Dr. Katzen found the review distressing. He wrote a rebuttal to Von Eckardt, who reprinted it in The Post two weeks later as a courtesy, he said, from one neighbor to another. Von Eckardt lived two blocks from the hotel.
During construction, Dr. Katzen wrote, "a couple of hard-hats" were boorish in their admiration for two bikini-clad young women who were sunbathing atop Von Eckardt's home. While Dr. Katzen took responsibility for the workers' inappropriate actions, he did so begrudgingly.
"According to my Middle American standards, it is no sin to steal a glance at a pretty girl, even when somebody is paying you an impressively high hourly wage to be putting up a hotel," he wrote. "But, as I said, we want to be good neighbors."
Although Dr. Katzen rarely practiced dentistry, he offered to make an exception: "Should neighbor Von Eckardt desire me to do so, I would be glad to see him in my capacity as a dentist to extract his foot from his mouth at his earliest convenience."

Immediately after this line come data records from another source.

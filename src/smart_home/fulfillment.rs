use crate::device_snapshot::DeviceSnapshot;
use crate::domain::{Device, Params};
use crate::hub::HubTransport;
use crate::smart_home::device_trait::Attributes;
use crate::smart_home::identifiers::{INTENT_DISCONNECT, INTENT_EXECUTE, INTENT_QUERY, INTENT_SYNC, device_type};
use crate::smart_home::registry::{ExecuteError, TraitRegistry};
use futures::future::join_all;
use serde::{Deserialize, Serialize};
use serde_json::{Map, Value};
use std::sync::Arc;
use thiserror::Error;
use tracing::{debug, info, instrument, warn};

const DEVICE_NOT_FOUND: &str = "deviceNotFound";

#[derive(Debug, Deserialize)]
#[serde(rename_all = "camelCase")]
pub struct FulfillmentRequest {
    pub request_id: String,
    pub inputs: Vec<Input>,
}

#[derive(Debug, Deserialize)]
#[serde(tag = "intent")]
pub enum Input {
    #[serde(rename = "action.devices.SYNC")]
    Sync,
    #[serde(rename = "action.devices.QUERY")]
    Query { payload: QueryPayload },
    #[serde(rename = "action.devices.EXECUTE")]
    Execute { payload: ExecutePayload },
    #[serde(rename = "action.devices.DISCONNECT")]
    Disconnect,
}

impl Input {
    fn intent(&self) -> &'static str {
        match self {
            Input::Sync => INTENT_SYNC,
            Input::Query { .. } => INTENT_QUERY,
            Input::Execute { .. } => INTENT_EXECUTE,
            Input::Disconnect => INTENT_DISCONNECT,
        }
    }
}

#[derive(Debug, Deserialize)]
pub struct QueryPayload {
    pub devices: Vec<DeviceRef>,
}

#[derive(Debug, Deserialize)]
pub struct ExecutePayload {
    pub commands: Vec<CommandGroup>,
}

#[derive(Debug, Deserialize)]
pub struct CommandGroup {
    pub devices: Vec<DeviceRef>,
    pub execution: Vec<Execution>,
}

#[derive(Debug, Deserialize)]
pub struct DeviceRef {
    pub id: String,
}

#[derive(Debug, Deserialize)]
pub struct Execution {
    pub command: String,
    #[serde(default)]
    pub params: Params,
}

#[derive(Debug, Serialize)]
#[serde(rename_all = "camelCase")]
pub struct FulfillmentResponse {
    pub request_id: String,
    pub payload: ResponsePayload,
}

#[derive(Debug, Serialize)]
#[serde(untagged)]
pub enum ResponsePayload {
    Sync(SyncPayload),
    Query(QueryResponsePayload),
    Execute(ExecuteResponsePayload),
    Empty {},
}

#[derive(Debug, Serialize)]
#[serde(rename_all = "camelCase")]
pub struct SyncPayload {
    pub agent_user_id: String,
    pub devices: Vec<SyncDevice>,
}

#[derive(Debug, Serialize)]
#[serde(rename_all = "camelCase")]
pub struct SyncDevice {
    pub id: String,
    #[serde(rename = "type")]
    pub device_type: &'static str,
    pub traits: Vec<&'static str>,
    pub name: DeviceName,
    pub will_report_state: bool,
    pub attributes: Attributes,
}

#[derive(Debug, Serialize)]
pub struct DeviceName {
    pub name: String,
}

#[derive(Debug, Serialize)]
pub struct QueryResponsePayload {
    pub devices: Map<String, Value>,
}

#[derive(Debug, Serialize)]
pub struct ExecuteResponsePayload {
    pub commands: Vec<CommandResult>,
}

#[derive(Debug, Serialize, PartialEq)]
#[serde(rename_all = "camelCase")]
pub struct CommandResult {
    pub ids: Vec<String>,
    pub status: CommandStatus,
    #[serde(skip_serializing_if = "Option::is_none")]
    pub error_code: Option<&'static str>,
}

#[derive(Debug, Serialize, PartialEq, Clone, Copy)]
#[serde(rename_all = "UPPERCASE")]
pub enum CommandStatus {
    Success,
    Error,
}

/// Answers SYNC, QUERY and EXECUTE requests of the assistant for the devices of a snapshot.
#[derive(Debug)]
pub struct Fulfillment {
    registry: Arc<TraitRegistry>,
    transport: Arc<dyn HubTransport>,
    agent_user_id: String,
}

impl Fulfillment {
    pub fn new(registry: Arc<TraitRegistry>, transport: Arc<dyn HubTransport>, agent_user_id: impl Into<String>) -> Self {
        Fulfillment {
            registry,
            transport,
            agent_user_id: agent_user_id.into(),
        }
    }

    #[instrument(skip_all, fields(request_id = request.request_id))]
    pub async fn handle(&self, request: FulfillmentRequest, devices: &DeviceSnapshot) -> Result<FulfillmentResponse, FulfillmentError> {
        let input = request.inputs.into_iter().next().ok_or(FulfillmentError::MissingInput)?;
        info!("📨 Handling {}...", input.intent());

        let payload = match input {
            Input::Sync => ResponsePayload::Sync(self.sync(devices)),
            Input::Query { payload } => ResponsePayload::Query(self.query(&payload, devices)),
            Input::Execute { payload } => ResponsePayload::Execute(self.execute(payload, devices).await),
            Input::Disconnect => ResponsePayload::Empty {},
        };

        Ok(FulfillmentResponse {
            request_id: request.request_id,
            payload,
        })
    }

    fn sync(&self, devices: &DeviceSnapshot) -> SyncPayload {
        let devices = devices
            .iter()
            .filter_map(|device| {
                let traits = self.registry.trait_names(device);
                if traits.is_empty() {
                    debug!(device_id = device.id, "Skipping '{}', no supported traits for domain {}", device.name, device.domain);
                    return None;
                }

                Some(SyncDevice {
                    id: device.id.clone(),
                    device_type: device_type(device.domain),
                    traits,
                    name: DeviceName { name: device.name.clone() },
                    will_report_state: false,
                    attributes: self.registry.sync(device),
                })
            })
            .collect::<Vec<_>>();
        info!("🔄 Synced {} device(s)", devices.len());

        SyncPayload {
            agent_user_id: self.agent_user_id.clone(),
            devices,
        }
    }

    fn query(&self, payload: &QueryPayload, devices: &DeviceSnapshot) -> QueryResponsePayload {
        let states = payload
            .devices
            .iter()
            .map(|device_ref| {
                let state = match devices.get(&device_ref.id) {
                    Some(device) => {
                        let mut state = Map::new();
                        state.insert("online".to_string(), Value::Bool(true));
                        state.extend(self.registry.query(device));
                        state
                    }
                    None => {
                        warn!(device_id = device_ref.id, "⚠️ Query for unknown device");
                        error_state(DEVICE_NOT_FOUND)
                    }
                };
                (device_ref.id.clone(), Value::Object(state))
            })
            .collect();

        QueryResponsePayload { devices: states }
    }

    async fn execute(&self, payload: ExecutePayload, devices: &DeviceSnapshot) -> ExecuteResponsePayload {
        let executions = payload.commands.iter().flat_map(move |group| {
            group
                .devices
                .iter()
                .map(move |device_ref| self.execute_device(&device_ref.id, devices.get(&device_ref.id), &group.execution))
        });

        ExecuteResponsePayload {
            commands: join_all(executions).await,
        }
    }

    async fn execute_device(&self, device_id: &str, device: Option<&Device>, executions: &[Execution]) -> CommandResult {
        let Some(device) = device else {
            warn!(device_id = device_id, "⚠️ Execute for unknown device");
            return CommandResult::error(device_id, DEVICE_NOT_FOUND);
        };

        for execution in executions {
            let result = self
                .registry
                .execute(self.transport.as_ref(), device, &execution.command, &execution.params)
                .await;

            if let Err(e) = result {
                warn!(device_id = device.id, "⚠️ Unable to execute {}: {}", execution.command, e);
                return CommandResult::from_error(device_id, &e);
            }
        }

        CommandResult {
            ids: vec![device_id.to_string()],
            status: CommandStatus::Success,
            error_code: None,
        }
    }
}

impl CommandResult {
    fn error(device_id: &str, error_code: &'static str) -> Self {
        CommandResult {
            ids: vec![device_id.to_string()],
            status: CommandStatus::Error,
            error_code: Some(error_code),
        }
    }

    fn from_error(device_id: &str, error: &ExecuteError) -> Self {
        CommandResult::error(device_id, error.error_code())
    }
}

fn error_state(error_code: &str) -> Map<String, Value> {
    let mut state = Map::new();
    state.insert("online".to_string(), Value::Bool(false));
    state.insert("status".to_string(), Value::from("ERROR"));
    state.insert("errorCode".to_string(), Value::from(error_code));
    state
}

#[derive(Error, Debug)]
pub enum FulfillmentError {
    #[error("request does not contain any input")]
    MissingInput,
}
use crate::domain::Device;
use std::collections::HashMap;
use std::path::Path;
use thiserror::Error;
use tracing::{info, instrument};

/// The devices known to the hub, in the order the hub listed them.
#[derive(Debug, Default)]
pub struct DeviceSnapshot {
    devices: Vec<Device>,
    index: HashMap<String, usize>,
}

impl DeviceSnapshot {
    pub fn new(devices: Vec<Device>) -> Result<Self, DeviceSnapshotError> {
        let mut index = HashMap::with_capacity(devices.len());
        for (position, device) in devices.iter().enumerate() {
            if index.insert(device.id.clone(), position).is_some() {
                return Err(DeviceSnapshotError::DuplicateDevice { device_id: device.id.clone() });
            }
        }

        Ok(DeviceSnapshot { devices, index })
    }

    #[instrument]
    pub async fn load(path: &str) -> Result<Self, DeviceSnapshotError> {
        info!("Loading devices...");
        let json = tokio::fs::read_to_string(Path::new(path)).await?;
        let snapshot = DeviceSnapshot::new(serde_json::from_str::<Vec<Device>>(&json)?)?;
        info!("Loading devices... OK, {} found", snapshot.len());

        Ok(snapshot)
    }

    pub fn get(&self, device_id: &str) -> Option<&Device> {
        self.index.get(device_id).map(|position| &self.devices[*position])
    }

    pub fn iter(&self) -> impl Iterator<Item = &Device> {
        self.devices.iter()
    }

    pub fn len(&self) -> usize {
        self.devices.len()
    }
}

#[derive(Error, Debug)]
pub enum DeviceSnapshotError {
    #[error("unable to read the device snapshot: {0}")]
    Io(#[from] std::io::Error),
    #[error("invalid device snapshot: {0}")]
    Parse(#[from] serde_json::Error),
    #[error("device '{device_id}' is listed more than once")]
    DuplicateDevice { device_id: String },
}
use crate::domain::Number;
use serde::Deserialize;
use std::fmt::{Display, Formatter};
use std::ops::BitOr;

#[derive(Debug, Clone, PartialEq, Deserialize)]
pub struct Device {
    pub id: String,
    pub name: String,
    pub domain: Domain,
    #[serde(default)]
    pub features: Features,
    #[serde(default)]
    pub state: DeviceState,
}

#[cfg(test)]
impl Device {
    pub fn new(id: impl Into<String>, name: impl Into<String>, domain: Domain) -> Self {
        Device {
            id: id.into(),
            name: name.into(),
            domain,
            features: Features::NONE,
            state: DeviceState::default(),
        }
    }

    pub fn with_features(mut self, features: Features) -> Self {
        self.features = features;
        self
    }

    pub fn with_state(mut self, state: DeviceState) -> Self {
        self.state = state;
        self
    }
}

/// The hub-side device category.
#[derive(Debug, Clone, Copy, PartialEq, Eq, Hash, Deserialize)]
#[serde(rename_all = "camelCase")]
pub enum Domain {
    Group,
    Scene,
    Light,
    Switch,
    Blinds,
    Screen,
    Climate,
    Temperature,
    Lock,
}

impl Domain {
    pub fn as_str(&self) -> &'static str {
        match self {
            Domain::Group => "group",
            Domain::Scene => "scene",
            Domain::Light => "light",
            Domain::Switch => "switch",
            Domain::Blinds => "blinds",
            Domain::Screen => "screen",
            Domain::Climate => "climate",
            Domain::Temperature => "temperature",
            Domain::Lock => "lock",
        }
    }
}

impl Display for Domain {
    fn fmt(&self, f: &mut Formatter<'_>) -> std::fmt::Result {
        f.write_str(self.as_str())
    }
}

/// Optional hardware capabilities of a device, beyond what its domain implies.
#[derive(Debug, Clone, Copy, PartialEq, Eq, Default, Deserialize)]
#[serde(transparent)]
pub struct Features(u32);

impl Features {
    pub const NONE: Features = Features(0);
    pub const BRIGHTNESS: Features = Features(1);
    pub const THERMOSTAT_SETPOINT: Features = Features(1 << 1);

    pub const fn contains(&self, other: Features) -> bool {
        self.0 & other.0 == other.0
    }
}

#[cfg(test)]
impl Features {
    pub const fn from_bits(bits: u32) -> Self {
        Features(bits)
    }

    pub const fn without(self, other: Features) -> Self {
        Features(self.0 & !other.0)
    }
}

impl BitOr for Features {
    type Output = Features;

    fn bitor(self, rhs: Self) -> Self::Output {
        Features(self.0 | rhs.0)
    }
}

#[derive(Debug, Clone, PartialEq, Eq, Default, Deserialize)]
pub enum SwitchType {
    #[serde(rename = "Door Lock")]
    DoorLock,
    #[serde(rename = "Door Lock Inverted")]
    DoorLockInverted,
    #[default]
    #[serde(other)]
    Other,
}

/// Live device state as last reported by the hub. Every field is optional: the hub only
/// reports the values that make sense for the device's domain.
#[derive(Debug, Clone, PartialEq, Default, Deserialize)]
#[serde(rename_all = "camelCase")]
pub struct DeviceState {
    #[serde(default)]
    state: Option<String>,
    #[serde(default)]
    level: Option<Number>,
    #[serde(default)]
    temp: Option<f64>,
    #[serde(default)]
    setpoint: Option<f64>,
    #[serde(default)]
    humidity: Option<f64>,
    #[serde(default)]
    switch_type: SwitchType,
}

impl DeviceState {
    pub fn state(&self) -> Option<&str> {
        self.state.as_deref()
    }

    pub fn level(&self) -> Option<Number> {
        self.level
    }

    pub fn temp(&self) -> Option<f64> {
        self.temp
    }

    pub fn setpoint(&self) -> Option<f64> {
        self.setpoint
    }

    pub fn humidity(&self) -> Option<f64> {
        self.humidity
    }

    pub fn switch_type(&self) -> &SwitchType {
        &self.switch_type
    }
}

#[cfg(test)]
impl DeviceState {
    pub fn with_state(mut self, state: impl Into<String>) -> Self {
        self.state = Some(state.into());
        self
    }

    pub fn with_level(mut self, level: Number) -> Self {
        self.level = Some(level);
        self
    }

    pub fn with_temp(mut self, temp: f64) -> Self {
        self.temp = Some(temp);
        self
    }

    pub fn with_setpoint(mut self, setpoint: f64) -> Self {
        self.setpoint = Some(setpoint);
        self
    }

    pub fn with_humidity(mut self, humidity: f64) -> Self {
        self.humidity = Some(humidity);
        self
    }

    pub fn with_switch_type(mut self, switch_type: SwitchType) -> Self {
        self.switch_type = switch_type;
        self
    }
}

In his later years, Dr. Katzen became well known for his philanthropy. In 2005, he donated $15 million in cash and art for the AU Arts Center, named in honor of Dr. Katzen and his second wife, Myrtle, who took art classes at AU and is a painter.
In 2008, he donated $10 million toward the Dr. Cyrus and Myrtle Katzen Cancer Research Center at GWU. It was the largest gift from an individual in school history. Dr. Katzen's first wife, Sylvia Berlin, died in 1980 after a 10-year battle with cancer. She underwent most of her treatment at GWU Hospital.
Dr. Katzen, who also kept a residence in Palm Beach, Fla., enjoyed sailing on the "MY-CY," his 76-foot yacht. According to his will, the yacht has been donated to a charity working with underprivileged boys.
He was born to Russian immigrants in Philadelphia but moved to the District as an infant. He attended what is now Cardozo High School and graduated at the top of his class from Georgetown University Dental School in 1941. He received early recognition for inventing a high-speed automatic X-ray developing machine in 1951.
Survivors include his second wife of 26 years, Myrtle Scheffres Katzen of Palm Beach; two children from the first marriage, Linda Katzen Swartz of Boston and Dr. Jay Katzen of Potomac, and two stepchildren from the second marriage, Holly Bolter of Potomac and Michael Scheffres of Rockville; a brother, Dr. Bernard Katzen of Chevy Chase, and a sister, Sally Cohen of Bethesda; nine grandchildren and seven great-grandchildren.